***** Listed records *****
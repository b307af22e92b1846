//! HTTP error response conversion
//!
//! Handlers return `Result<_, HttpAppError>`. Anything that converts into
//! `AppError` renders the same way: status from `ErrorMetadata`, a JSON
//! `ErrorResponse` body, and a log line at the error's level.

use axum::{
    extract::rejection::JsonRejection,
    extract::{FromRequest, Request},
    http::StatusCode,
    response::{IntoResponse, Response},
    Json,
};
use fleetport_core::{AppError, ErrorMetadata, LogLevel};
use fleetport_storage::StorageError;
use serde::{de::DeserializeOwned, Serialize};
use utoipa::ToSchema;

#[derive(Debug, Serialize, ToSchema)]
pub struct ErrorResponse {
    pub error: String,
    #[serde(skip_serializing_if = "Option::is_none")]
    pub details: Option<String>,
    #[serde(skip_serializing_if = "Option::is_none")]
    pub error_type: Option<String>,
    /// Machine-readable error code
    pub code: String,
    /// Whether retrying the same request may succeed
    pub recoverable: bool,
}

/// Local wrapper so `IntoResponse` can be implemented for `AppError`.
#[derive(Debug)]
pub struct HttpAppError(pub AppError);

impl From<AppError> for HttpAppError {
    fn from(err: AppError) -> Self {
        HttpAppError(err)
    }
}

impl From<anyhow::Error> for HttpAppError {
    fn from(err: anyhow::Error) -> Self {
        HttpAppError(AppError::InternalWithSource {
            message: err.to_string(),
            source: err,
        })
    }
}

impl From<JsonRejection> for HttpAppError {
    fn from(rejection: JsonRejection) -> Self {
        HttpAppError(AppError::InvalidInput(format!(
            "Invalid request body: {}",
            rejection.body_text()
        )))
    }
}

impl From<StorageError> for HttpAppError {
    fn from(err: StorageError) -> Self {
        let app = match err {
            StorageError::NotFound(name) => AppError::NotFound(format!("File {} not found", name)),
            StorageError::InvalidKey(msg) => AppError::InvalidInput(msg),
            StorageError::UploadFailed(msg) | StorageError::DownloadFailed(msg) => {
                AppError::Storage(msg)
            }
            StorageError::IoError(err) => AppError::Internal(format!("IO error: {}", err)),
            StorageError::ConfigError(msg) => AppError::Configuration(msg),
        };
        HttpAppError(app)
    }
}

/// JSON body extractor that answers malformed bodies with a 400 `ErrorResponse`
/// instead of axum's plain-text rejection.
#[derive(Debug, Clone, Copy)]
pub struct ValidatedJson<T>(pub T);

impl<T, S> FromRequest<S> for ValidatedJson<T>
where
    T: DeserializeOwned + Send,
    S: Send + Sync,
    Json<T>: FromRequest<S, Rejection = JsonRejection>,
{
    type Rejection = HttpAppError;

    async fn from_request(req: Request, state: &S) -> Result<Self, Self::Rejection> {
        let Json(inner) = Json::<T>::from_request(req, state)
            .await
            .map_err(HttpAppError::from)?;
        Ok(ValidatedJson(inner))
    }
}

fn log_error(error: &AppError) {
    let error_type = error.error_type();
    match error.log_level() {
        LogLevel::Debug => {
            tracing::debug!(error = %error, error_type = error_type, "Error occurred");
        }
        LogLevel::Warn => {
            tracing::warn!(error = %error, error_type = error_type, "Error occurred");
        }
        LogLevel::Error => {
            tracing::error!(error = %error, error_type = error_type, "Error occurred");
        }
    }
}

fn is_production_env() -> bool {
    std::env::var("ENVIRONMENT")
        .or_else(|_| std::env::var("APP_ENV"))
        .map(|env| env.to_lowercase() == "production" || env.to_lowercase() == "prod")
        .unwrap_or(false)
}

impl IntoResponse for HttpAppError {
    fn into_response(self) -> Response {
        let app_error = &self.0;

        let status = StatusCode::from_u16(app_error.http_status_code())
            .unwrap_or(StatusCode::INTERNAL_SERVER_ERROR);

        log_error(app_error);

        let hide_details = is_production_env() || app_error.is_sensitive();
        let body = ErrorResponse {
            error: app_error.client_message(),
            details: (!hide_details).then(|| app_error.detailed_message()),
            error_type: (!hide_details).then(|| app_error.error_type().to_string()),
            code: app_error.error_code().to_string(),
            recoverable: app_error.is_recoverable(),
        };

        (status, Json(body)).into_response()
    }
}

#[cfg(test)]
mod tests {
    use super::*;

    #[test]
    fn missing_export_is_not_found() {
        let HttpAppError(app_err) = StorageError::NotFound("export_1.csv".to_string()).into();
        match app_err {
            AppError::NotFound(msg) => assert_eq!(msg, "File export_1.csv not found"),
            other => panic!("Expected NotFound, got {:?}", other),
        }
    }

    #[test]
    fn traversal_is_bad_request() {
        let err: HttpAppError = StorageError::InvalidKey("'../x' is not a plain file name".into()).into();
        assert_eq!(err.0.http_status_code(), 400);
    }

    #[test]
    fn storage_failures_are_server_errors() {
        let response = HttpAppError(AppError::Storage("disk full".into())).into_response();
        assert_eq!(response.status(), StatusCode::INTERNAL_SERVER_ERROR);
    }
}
*****
***** Listed records *****
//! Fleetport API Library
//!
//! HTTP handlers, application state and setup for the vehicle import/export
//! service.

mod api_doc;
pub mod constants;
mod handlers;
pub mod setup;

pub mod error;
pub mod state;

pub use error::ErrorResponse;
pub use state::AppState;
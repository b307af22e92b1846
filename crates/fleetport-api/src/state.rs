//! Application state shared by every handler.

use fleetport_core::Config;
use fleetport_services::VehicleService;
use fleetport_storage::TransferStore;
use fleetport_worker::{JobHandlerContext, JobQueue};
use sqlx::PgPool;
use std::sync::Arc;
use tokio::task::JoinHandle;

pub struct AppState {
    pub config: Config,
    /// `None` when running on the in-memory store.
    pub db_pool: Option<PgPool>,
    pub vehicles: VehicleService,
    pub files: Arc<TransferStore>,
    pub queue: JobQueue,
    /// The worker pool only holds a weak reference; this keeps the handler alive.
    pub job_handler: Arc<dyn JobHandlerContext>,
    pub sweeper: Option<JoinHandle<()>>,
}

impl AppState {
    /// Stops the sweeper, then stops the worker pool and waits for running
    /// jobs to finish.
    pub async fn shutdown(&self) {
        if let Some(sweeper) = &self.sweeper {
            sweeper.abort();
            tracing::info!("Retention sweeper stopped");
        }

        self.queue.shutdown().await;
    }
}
*****
***** Listed records *****
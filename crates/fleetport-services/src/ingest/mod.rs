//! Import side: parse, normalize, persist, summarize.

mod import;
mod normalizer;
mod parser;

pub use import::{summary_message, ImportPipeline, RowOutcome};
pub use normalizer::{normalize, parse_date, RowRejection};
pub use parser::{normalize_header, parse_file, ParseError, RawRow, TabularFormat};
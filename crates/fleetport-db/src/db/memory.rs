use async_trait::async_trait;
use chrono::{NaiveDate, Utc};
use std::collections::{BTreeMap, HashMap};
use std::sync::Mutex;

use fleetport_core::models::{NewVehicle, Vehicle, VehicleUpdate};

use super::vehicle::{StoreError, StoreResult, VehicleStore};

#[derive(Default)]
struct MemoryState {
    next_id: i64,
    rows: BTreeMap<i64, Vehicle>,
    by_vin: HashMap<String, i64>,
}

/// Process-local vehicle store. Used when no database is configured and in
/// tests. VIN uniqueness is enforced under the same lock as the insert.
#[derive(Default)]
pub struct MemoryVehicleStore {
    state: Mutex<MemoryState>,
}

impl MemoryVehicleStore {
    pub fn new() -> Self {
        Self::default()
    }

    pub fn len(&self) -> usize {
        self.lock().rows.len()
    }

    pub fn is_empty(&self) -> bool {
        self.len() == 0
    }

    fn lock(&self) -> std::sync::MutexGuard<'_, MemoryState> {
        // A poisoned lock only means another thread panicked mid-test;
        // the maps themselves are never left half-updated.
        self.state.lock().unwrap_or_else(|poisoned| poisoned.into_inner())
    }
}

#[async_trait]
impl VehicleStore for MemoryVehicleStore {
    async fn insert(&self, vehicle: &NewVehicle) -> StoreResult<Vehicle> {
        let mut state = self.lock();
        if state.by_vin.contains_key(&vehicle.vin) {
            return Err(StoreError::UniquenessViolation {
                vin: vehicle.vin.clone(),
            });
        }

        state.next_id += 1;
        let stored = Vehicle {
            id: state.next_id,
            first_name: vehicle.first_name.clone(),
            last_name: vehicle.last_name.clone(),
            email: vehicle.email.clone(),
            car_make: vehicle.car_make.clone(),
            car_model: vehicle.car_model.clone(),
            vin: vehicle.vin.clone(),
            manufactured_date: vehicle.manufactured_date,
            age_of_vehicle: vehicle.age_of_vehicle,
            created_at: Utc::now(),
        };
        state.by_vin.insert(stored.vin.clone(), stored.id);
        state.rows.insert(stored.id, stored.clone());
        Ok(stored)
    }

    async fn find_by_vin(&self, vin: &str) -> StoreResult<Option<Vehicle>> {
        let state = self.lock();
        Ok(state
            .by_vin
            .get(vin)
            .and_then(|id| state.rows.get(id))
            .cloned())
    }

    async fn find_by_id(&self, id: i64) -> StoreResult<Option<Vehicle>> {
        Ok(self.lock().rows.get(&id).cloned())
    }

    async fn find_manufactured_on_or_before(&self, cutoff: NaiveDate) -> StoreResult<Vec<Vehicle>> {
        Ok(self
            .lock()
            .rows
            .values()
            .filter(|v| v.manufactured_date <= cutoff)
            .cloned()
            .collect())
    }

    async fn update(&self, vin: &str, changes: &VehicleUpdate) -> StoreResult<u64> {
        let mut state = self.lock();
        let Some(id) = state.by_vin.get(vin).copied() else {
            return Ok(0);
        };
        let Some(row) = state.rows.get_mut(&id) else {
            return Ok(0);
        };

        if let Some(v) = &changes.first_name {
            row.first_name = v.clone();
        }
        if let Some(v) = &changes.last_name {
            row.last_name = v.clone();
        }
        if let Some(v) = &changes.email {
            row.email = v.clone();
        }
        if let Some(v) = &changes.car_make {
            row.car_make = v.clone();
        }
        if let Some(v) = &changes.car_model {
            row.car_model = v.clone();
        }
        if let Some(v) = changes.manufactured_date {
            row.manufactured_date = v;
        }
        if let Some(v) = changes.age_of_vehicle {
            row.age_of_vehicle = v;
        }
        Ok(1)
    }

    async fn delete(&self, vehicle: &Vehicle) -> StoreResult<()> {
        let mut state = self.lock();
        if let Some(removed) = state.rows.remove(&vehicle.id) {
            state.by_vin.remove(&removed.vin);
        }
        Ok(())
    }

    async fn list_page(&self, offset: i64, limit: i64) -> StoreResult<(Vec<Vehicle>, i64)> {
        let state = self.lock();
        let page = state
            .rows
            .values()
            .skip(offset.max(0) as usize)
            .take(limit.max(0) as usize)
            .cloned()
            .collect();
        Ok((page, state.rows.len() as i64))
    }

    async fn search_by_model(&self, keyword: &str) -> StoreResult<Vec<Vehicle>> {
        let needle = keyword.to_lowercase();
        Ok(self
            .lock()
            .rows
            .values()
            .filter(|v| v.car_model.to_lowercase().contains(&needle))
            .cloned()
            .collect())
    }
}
*****
• Exercise brief
Bring together all lines of the entries above in which the string "struct" occurs.

• Task answer
pub struct ErrorResponse {
pub struct HttpAppError(pub AppError);
pub struct ValidatedJson<T>(pub T);
pub struct AppState {
struct MemoryState {
pub struct MemoryVehicleStore {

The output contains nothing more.